● Exercise: What appears from the first line of the data below through the line containing "pipeline can stage", both included, should be copied exactly, and nothing else.

● Supplied records:
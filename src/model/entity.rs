//! Entity kinds and the caller-supplied field set
//!
//! `EntitySpec` is deliberately permissive: every field is optional at parse
//! time and unknown fields are ignored. Validation of the identifying key and
//! display name happens in the orchestrator pre-flight, not here.

use std::collections::BTreeMap;
use std::fmt;
use std::path::Path;

use serde::{Deserialize, Serialize};

use crate::error::{StageError, StageResult};

/// Kind of catalog entity the pipeline can stage
#[derive(Debug, Clone, Copy, PartialEq, Eq, Serialize, Deserialize, clap::ValueEnum)]
#[serde(rename_all = "kebab-case")]
pub enum EntityKind {
    Tag,
    GlossaryTerm,
    Domain,
    DataProduct,
    DataContract,
}

impl EntityKind {
    /// Catalog entity-type string used in change proposals and URNs
    pub fn entity_type(self) -> &'static str {
        match self {
            EntityKind::Tag => "tag",
            EntityKind::GlossaryTerm => "glossaryTerm",
            EntityKind::Domain => "domain",
            EntityKind::DataProduct => "dataProduct",
            EntityKind::DataContract => "dataContract",
        }
    }

    /// Per-kind name of the properties aspect
    pub fn properties_aspect_name(self) -> &'static str {
        match self {
            EntityKind::Tag => "tagProperties",
            EntityKind::GlossaryTerm => "glossaryTermInfo",
            EntityKind::Domain => "domainProperties",
            EntityKind::DataProduct => "dataProductProperties",
            EntityKind::DataContract => "dataContractProperties",
        }
    }

    /// Directory segment used by the emitter layouts
    pub fn dir_segment(self) -> &'static str {
        match self {
            EntityKind::Tag => "tags",
            EntityKind::GlossaryTerm => "glossary_terms",
            EntityKind::Domain => "domains",
            EntityKind::DataProduct => "data_products",
            EntityKind::DataContract => "data_contracts",
        }
    }
}

impl fmt::Display for EntityKind {
    fn fmt(&self, f: &mut fmt::Formatter<'_>) -> fmt::Result {
        f.write_str(self.entity_type())
    }
}

/// An owner reference: either a bare URN/username string or a record with an
/// explicit ownership type.
#[derive(Debug, Clone, PartialEq, Serialize, Deserialize)]
#[serde(untagged)]
pub enum OwnerSpec {
    Reference(String),
    Detailed {
        owner: String,
        #[serde(default = "default_ownership_type", rename = "type")]
        ownership_type: String,
    },
}

impl OwnerSpec {
    pub fn reference(&self) -> &str {
        match self {
            OwnerSpec::Reference(r) => r,
            OwnerSpec::Detailed { owner, .. } => owner,
        }
    }

    pub fn ownership_type(&self) -> &str {
        match self {
            OwnerSpec::Reference(_) => "BUSINESS_OWNER",
            OwnerSpec::Detailed { ownership_type, .. } => ownership_type,
        }
    }
}

fn default_ownership_type() -> String {
    "BUSINESS_OWNER".to_string()
}

/// A documentation link
#[derive(Debug, Clone, PartialEq, Serialize, Deserialize)]
pub struct LinkSpec {
    pub url: String,
    #[serde(default)]
    pub description: String,
}

/// One structured-property value assignment
#[derive(Debug, Clone, PartialEq, Serialize, Deserialize)]
pub struct StructuredPropertySpec {
    #[serde(alias = "propertyUrn")]
    pub property_urn: String,
    pub value: serde_json::Value,
}

/// The flat field set describing one entity instance
///
/// Supplied by a CLI descriptor file or a web-form-derived payload. Only the
/// identifying key (`urn` or `id`) and `name` are required, and those are
/// enforced by the orchestrator.
#[derive(Debug, Clone, PartialEq, Default, Serialize, Deserialize)]
pub struct EntitySpec {
    #[serde(default)]
    pub urn: Option<String>,

    #[serde(default)]
    pub id: Option<String>,

    #[serde(default)]
    pub name: Option<String>,

    #[serde(default)]
    pub description: Option<String>,

    #[serde(default, alias = "externalUrl")]
    pub external_url: Option<String>,

    /// Tag display color (hex); ignored for other kinds
    #[serde(default)]
    pub color: Option<String>,

    #[serde(default, alias = "customProperties")]
    pub custom_properties: BTreeMap<String, serde_json::Value>,

    #[serde(default)]
    pub owners: Vec<OwnerSpec>,

    #[serde(default)]
    pub tags: Vec<String>,

    #[serde(default, alias = "glossaryTerms", alias = "terms")]
    pub glossary_terms: Vec<String>,

    #[serde(default)]
    pub domains: Vec<String>,

    #[serde(default, alias = "subTypes")]
    pub sub_types: Vec<String>,

    #[serde(default)]
    pub links: Vec<LinkSpec>,

    #[serde(default, alias = "structuredProperties")]
    pub structured_properties: Vec<StructuredPropertySpec>,

    #[serde(default)]
    pub removed: bool,

    #[serde(default)]
    pub deprecated: bool,

    #[serde(default, alias = "deprecationNote")]
    pub deprecation_note: Option<String>,

    /// Accepted end-to-end but only logged by the assembler
    #[serde(default, alias = "customAspects")]
    pub custom_aspects: BTreeMap<String, serde_json::Value>,
}

/// Parse a single entity descriptor from file content, by extension
/// (`.yaml`/`.yml` are YAML, anything else JSON).
pub fn parse_entity(path: &Path, content: &str) -> StageResult<EntitySpec> {
    parse_descriptor(path, content)
}

/// Parse a batch descriptor: a JSON/YAML array of entities.
pub fn parse_entity_batch(path: &Path, content: &str) -> StageResult<Vec<EntitySpec>> {
    parse_descriptor(path, content)
}

fn parse_descriptor<T: serde::de::DeserializeOwned>(
    path: &Path,
    content: &str,
) -> StageResult<T> {
    let is_yaml = matches!(
        path.extension().and_then(|e| e.to_str()),
        Some("yaml") | Some("yml")
    );
    let parsed = if is_yaml {
        serde_yaml_ng::from_str(content).map_err(|e| StageError::InvalidEntityFile {
            file: path.to_path_buf(),
            message: e.to_string(),
        })
    } else {
        serde_json::from_str(content).map_err(|e| StageError::InvalidEntityFile {
            file: path.to_path_buf(),
            message: e.to_string(),
        })
    }?;
    Ok(parsed)
}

● Solution for this exercise:
filename src/model/entity.rs
//! Entity kinds and the caller-supplied field set
//!
//! `EntitySpec` is deliberately permissive: every field is optional at parse
//! time and unknown fields are ignored. Validation of the identifying key and
//! display name happens in the orchestrator pre-flight, not here.

use std::collections::BTreeMap;
use std::fmt;
use std::path::Path;

use serde::{Deserialize, Serialize};

use crate::error::{StageError, StageResult};

/// Kind of catalog entity the pipeline can stage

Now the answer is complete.